Exercise: Workspace

This from Good Magazine via Nancy:
http://www.good.is/post/winner-create-your-ideal-workspace-project/ 

Winner: ‘Create Your Ideal Workspace’ Project
By Christine Wong, Community Coordinator Intern, December 16, 2011


For our latest challenge, we asked you to create your ideal workspaceshowing us what makes for optimal productivity. From graphic design artists to elementary school principals, our readers convinced us that the ideal workspace would be anywhere other than a conventional room. We received so many creative submissions that we couldn’t decide for ourselves, so we turned to our GOOD community to vote on the final winner.

Our winner is Logan Hendricks, whose workspace embedded on an oceanside cliff is a reminder that the ideal work environment is an area we spend most of our time but more importantly, a space which we should enjoy. Hendricks describes his ideal workspace this way:

My ideal workspace brings the outside in. The space is embedded in the side of a steep ocean cliff. Most of the space is within the cliff face, with the rest cantilevering out over the ocean. The bright sunny side of the space is for working on and assembling my ideas, while the cool shady side is for thinking and napping on my day bed. The bright side would have my computer and large work table, while the back would have a couch for reading and thinking and a day bed for napping. The walls of the space have all the odds and ends I need to keep me going, and keep me thinking: Rows of books, a stereo, coffee pot, my cello, etc. Fresh water pours from a spout in the back wall and runs through the space into the ocean below, pausing for a second in a small reflecting pool in the middle of the room. I could get a drink or wash up in the reflecting pool whenever I need to feel a little fresher. This would be my Shangri-la, my Perfect work space.

Logan will receive a GOOD t-shirt and a year’s subscription to the magazine. Thank you to the GOOD community for bringing your talent and creativity to our projects.
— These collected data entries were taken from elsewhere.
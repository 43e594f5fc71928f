use crate::models::{ClickEvent, Link, NewClickEvent, NewLink};
use anyhow::Result;
use async_trait::async_trait;
use thiserror::Error;

#[derive(Debug, Error)]
pub enum StorageError {
    #[error("short code already exists")]
    Conflict,
    #[error(transparent)]
    Other(#[from] anyhow::Error),
}

pub type StorageResult<T> = Result<T, StorageError>;

#[async_trait]
pub trait Storage: Send + Sync {
    /// Initialize the storage (create tables and indices)
    async fn init(&self) -> Result<()>;

    /// Insert a link. Fails with `Conflict` when the short code is taken.
    async fn create_link(&self, link: NewLink) -> StorageResult<Link>;

    /// Get a link by short code
    async fn get_link_by_code(&self, short_code: &str) -> Result<Option<Link>>;

    /// Get a link by id, only if it belongs to `owner_id`
    async fn get_link_for_owner(&self, id: i64, owner_id: &str) -> Result<Option<Link>>;

    /// List an owner's links, newest first
    async fn list_links(&self, owner_id: &str) -> Result<Vec<Link>>;

    /// Append a click event
    async fn record_click(&self, click: NewClickEvent) -> Result<ClickEvent>;

    /// Atomically add one to the link's click counter.
    /// Returns false when no such link exists.
    async fn increment_clicks(&self, link_id: i64) -> Result<bool>;

    /// All click events of a link, oldest first
    async fn list_clicks(&self, link_id: i64) -> Result<Vec<ClickEvent>>;

    /// Delete an owned link together with its click events.
    /// Returns false when the link does not exist or is owned by someone else.
    async fn delete_link(&self, id: i64, owner_id: &str) -> Result<bool>;
}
Keep it up readers—you guys are great!


Article: What Schools Can Learn…

What Schools Can Learn From Pixar and Other Creative Companies

Liz Dwyer, Education Editor
Good (magazine)
August 30, 2011 • 5:30 am PDT


Schools aren’t businesses and shouldn’t be treated like they are, but a recent story at Fast Company Design has some pretty compelling suggestions about what they could learn from innovative private companies. The article focuses on the lessons of Google, IDEO, and Pixar, successful businesses known for using office design and corporate culture to maximize collaboration, creativity and playfulness. Those aren’t traits commonly associated with today’s classrooms, but perhaps they could be.

Imagine what learning could look like if more district administrators and education reformers adopted IDEO’s “culture centered on design thinking and interdisciplinary projects instead of siloed subjects”? Similarly, if Pixar’s culture of merging art and science together found its way to schools, students “might come to understand that the lines between music, math, physics, and art are much blurrier than textbooks make them appear.” And if Google’s emphasis on a playful and creative environment went mainstream in classrooms, we might not hear kids complaining that they’re bored.
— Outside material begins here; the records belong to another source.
//! User-agent classification
//!
//! Turns a raw `User-Agent` header into the browser / OS / device labels
//! stored on every click. Never returns an empty label: anything woothee
//! cannot identify falls back to `"Unknown"`, and devices without a
//! handheld signal are assumed to be `"Desktop"`.

use serde::{Deserialize, Serialize};
use woothee::parser::{Parser, WootheeResult};

pub const UNKNOWN: &str = "Unknown";
pub const DESKTOP: &str = "Desktop";
pub const MOBILE: &str = "mobile";
pub const TABLET: &str = "tablet";

/// woothee's marker for fields it could not determine
const WOOTHEE_UNKNOWN: &str = "UNKNOWN";

#[derive(Debug, Clone, PartialEq, Eq, Serialize, Deserialize)]
pub struct ClientInfo {
    pub browser: String,
    pub os: String,
    pub device: String,
}

impl ClientInfo {
    fn unknown() -> Self {
        Self {
            browser: UNKNOWN.to_string(),
            os: UNKNOWN.to_string(),
            device: DESKTOP.to_string(),
        }
    }
}

/// Classify a user-agent string. Absent or blank input yields
/// `{Unknown, Unknown, Desktop}`.
pub fn classify(user_agent: Option<&str>) -> ClientInfo {
    let ua = match user_agent.map(str::trim) {
        Some(s) if !s.is_empty() => s,
        _ => return ClientInfo::unknown(),
    };

    let parser = Parser::new();
    let Some(result) = parser.parse(ua) else {
        return ClientInfo::unknown();
    };

    ClientInfo {
        browser: known(result.name).unwrap_or(UNKNOWN).to_string(),
        os: known(result.os).unwrap_or(UNKNOWN).to_string(),
        device: device_label(ua, &result),
    }
}

fn known(value: &str) -> Option<&str> {
    let value = value.trim();
    if value.is_empty() || value == WOOTHEE_UNKNOWN {
        None
    } else {
        Some(value)
    }
}

/// Device type when there is a handheld signal, else `"<vendor> <model>"`
/// for identifiable appliances, else `"Desktop"`.
fn device_label(ua: &str, result: &WootheeResult<'_>) -> String {
    if let Some(kind) = device_type(ua, result) {
        return kind.to_string();
    }

    if result.category == "appliance" {
        if let (Some(vendor), Some(model)) = (known(result.vendor), known(result.os)) {
            return vendor_model(vendor, model);
        }
    }

    DESKTOP.to_string()
}

fn device_type(ua: &str, result: &WootheeResult<'_>) -> Option<&'static str> {
    match result.category {
        "smartphone" | "mobilephone" => {
            if is_tablet(ua, result.os) {
                Some(TABLET)
            } else {
                Some(MOBILE)
            }
        }
        _ => None,
    }
}

fn is_tablet(ua: &str, os: &str) -> bool {
    // Android phones advertise "Mobile"; Android tablets omit it
    os == "iPad" || ua.contains("Tablet") || (os == "Android" && !ua.contains("Mobile"))
}

fn vendor_model(vendor: &str, model: &str) -> String {
    if model.starts_with(vendor) {
        model.to_string()
    } else {
        format!("{vendor} {model}")
    }
}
That’s not to say the kind of ideas that rule Google, IDEO and Pixar are completely absent from schools. Places like High Tech High in San Diego, or Dubiski Career High School in Texas, are examples of what’s possible. Yet despite shining examples of other ways of doing things, the “school as a factory” model still dominates.
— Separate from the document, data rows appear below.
//! Click log aggregation
//!
//! Groups a link's click events into per-day counts and device / browser
//! breakdowns. Each grouping keeps keys in the order they were first seen
//! in the input, so the output order follows the click log order rather
//! than being sorted.

use chrono::DateTime;
use std::collections::HashMap;

use crate::analytics::models::{AnalyticsReport, BrowserCount, DateClicks, DeviceCount};
use crate::models::{ClickEvent, Link};

/// Counter that remembers the first-seen order of its keys
#[derive(Debug, Default)]
struct OrderedCounter {
    index: HashMap<String, usize>,
    counts: Vec<(String, u64)>,
}

impl OrderedCounter {
    fn add(&mut self, key: &str) {
        match self.index.get(key) {
            Some(&i) => self.counts[i].1 += 1,
            None => {
                self.index.insert(key.to_string(), self.counts.len());
                self.counts.push((key.to_string(), 1));
            }
        }
    }

    fn into_counts(self) -> Vec<(String, u64)> {
        self.counts
    }
}

/// Calendar date (UTC) of a Unix timestamp in milliseconds, as `YYYY-MM-DD`
pub fn utc_date(timestamp: i64) -> String {
    match DateTime::from_timestamp_millis(timestamp) {
        Some(ts) => ts.date_naive().format("%Y-%m-%d").to_string(),
        // Outside chrono's representable range
        None => "1970-01-01".to_string(),
    }
}

/// Build the analytics report for `link` from its click events.
pub fn build_report(link: Link, clicks: &[ClickEvent]) -> AnalyticsReport {
    let mut by_date = OrderedCounter::default();
    let mut by_device = OrderedCounter::default();
    let mut by_browser = OrderedCounter::default();

    for click in clicks {
        by_date.add(&utc_date(click.timestamp));
        by_device.add(&click.device);
        by_browser.add(&click.browser);
    }

    let total_clicks = link.click_count;

    AnalyticsReport {
        url: link,
        clicks_over_time: by_date
            .into_counts()
            .into_iter()
            .map(|(date, clicks)| DateClicks { date, clicks })
            .collect(),
        device_breakdown: by_device
            .into_counts()
            .into_iter()
            .map(|(device, count)| DeviceCount { device, count })
            .collect(),
        browser_breakdown: by_browser
            .into_counts()
            .into_iter()
            .map(|(browser, count)| BrowserCount { browser, count })
            .collect(),
        total_clicks,
    }
}

#[cfg(test)]
mod tests {
    use super::*;

    // 2024-03-10T12:00:00Z
    const MARCH_10_NOON: i64 = 1_710_072_000_000;
    const HOUR: i64 = 3_600_000;
    const DAY: i64 = 24 * HOUR;

    fn link(click_count: i64) -> Link {
        Link {
            id: 7,
            owner_id: "owner".into(),
            original_url: "https://example.com".into(),
            short_code: "abc123".into(),
            created_at: MARCH_10_NOON - DAY,
            expires_at: None,
            click_count,
        }
    }

    fn click(id: i64, timestamp: i64, device: &str, browser: &str) -> ClickEvent {
        ClickEvent {
            id,
            link_id: 7,
            timestamp,
            ip_address: Some("127.0.0.1".into()),
            browser: browser.into(),
            os: "Unknown".into(),
            device: device.into(),
            country: "Unknown".into(),
            referrer: "Direct".into(),
        }
    }

    #[test]
    fn utc_date_truncates_to_day() {
        assert_eq!(utc_date(MARCH_10_NOON), "2024-03-10");
        // 23:59:59.999 the same day
        assert_eq!(utc_date(MARCH_10_NOON + 12 * HOUR - 1), "2024-03-10");
        assert_eq!(utc_date(MARCH_10_NOON + 12 * HOUR), "2024-03-11");
        assert_eq!(utc_date(0), "1970-01-01");
    }

    #[test]
    fn three_clicks_one_day_one_click_another() {
        let clicks = vec![
            click(1, MARCH_10_NOON, "Desktop", "Chrome"),
            click(2, MARCH_10_NOON + 60_000, "mobile", "Safari"),
            click(3, MARCH_10_NOON + HOUR, "Desktop", "Chrome"),
            click(4, MARCH_10_NOON + DAY, "Desktop", "Firefox"),
        ];

        let report = build_report(link(4), &clicks);

        assert_eq!(
            report.clicks_over_time,
            vec![
                DateClicks {
                    date: "2024-03-10".into(),
                    clicks: 3
                },
                DateClicks {
                    date: "2024-03-11".into(),
                    clicks: 1
                },
            ]
        );
        let total: u64 = report.clicks_over_time.iter().map(|d| d.clicks).sum();
        assert_eq!(total, 4);

        let device_total: u64 = report.device_breakdown.iter().map(|d| d.count).sum();
        let browser_total: u64 = report.browser_breakdown.iter().map(|b| b.count).sum();
        assert_eq!(device_total, 4);
        assert_eq!(browser_total, 4);

        assert_eq!(
            report.device_breakdown,
            vec![
                DeviceCount {
                    device: "Desktop".into(),
                    count: 3
                },
                DeviceCount {
                    device: "mobile".into(),
                    count: 1
                },
            ]
        );
        assert_eq!(report.browser_breakdown[0].browser, "Chrome");
        assert_eq!(report.browser_breakdown[0].count, 2);
    }

    #[test]
    fn dates_keep_first_seen_order() {
        let clicks = vec![
            click(1, MARCH_10_NOON + DAY, "Desktop", "Chrome"),
            click(2, MARCH_10_NOON, "Desktop", "Chrome"),
            click(3, MARCH_10_NOON + DAY, "Desktop", "Chrome"),
        ];

        let report = build_report(link(3), &clicks);
        let dates: Vec<&str> = report
            .clicks_over_time
            .iter()
            .map(|d| d.date.as_str())
            .collect();
        assert_eq!(dates, vec!["2024-03-11", "2024-03-10"]);
    }

    #[test]
    fn total_clicks_comes_from_link_counter() {
        let clicks = vec![click(1, MARCH_10_NOON, "Desktop", "Chrome")];
        let report = build_report(link(5), &clicks);
        assert_eq!(report.total_clicks, 5);
    }

    #[test]
    fn empty_log_gives_empty_breakdowns() {
        let report = build_report(link(0), &[]);
        assert!(report.clicks_over_time.is_empty());
        assert!(report.device_breakdown.is_empty());
        assert!(report.browser_breakdown.is_empty());
        assert_eq!(report.total_clicks, 0);
    }

    #[test]
    fn report_serializes_with_camel_case_keys() {
        let report = build_report(link(1), &[click(1, MARCH_10_NOON, "Desktop", "Chrome")]);
        let json = serde_json::to_value(&report).unwrap();
        assert_eq!(json["totalClicks"], 1);
        assert_eq!(json["clicksOverTime"][0]["date"], "2024-03-10");
        assert_eq!(json["deviceBreakdown"][0]["device"], "Desktop");
        assert_eq!(json["browserBreakdown"][0]["browser"], "Chrome");
        assert_eq!(json["url"]["shortCode"], "abc123");
    }
}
Most teachers, school administrators and other education reformers say that collaboration, creativity, and playfulness are desirable traits in schools, but for the most part, education reform isn’t going in that direction. The pressure of high-stakes standardized testing combined with budget cuts means that too often, school administrators aren’t thinking past rigorous math and reading curricula. Even kindergarten, which used to be the domain of learning through exploration and play, is increasingly taught in the same dry academic style that so often causes older students to check out of school.

Ironically, the article notes, executives at Google, IDEO and Pixar were probably inspired to buck the traditional stagnant, corporate culture by moving toward the more playful atmosphere that exists in schools when they’re at that best. We have to believe that schools can reclaim that spirit, and if it takes a little idea-borrowing from business to make it happen, so be it.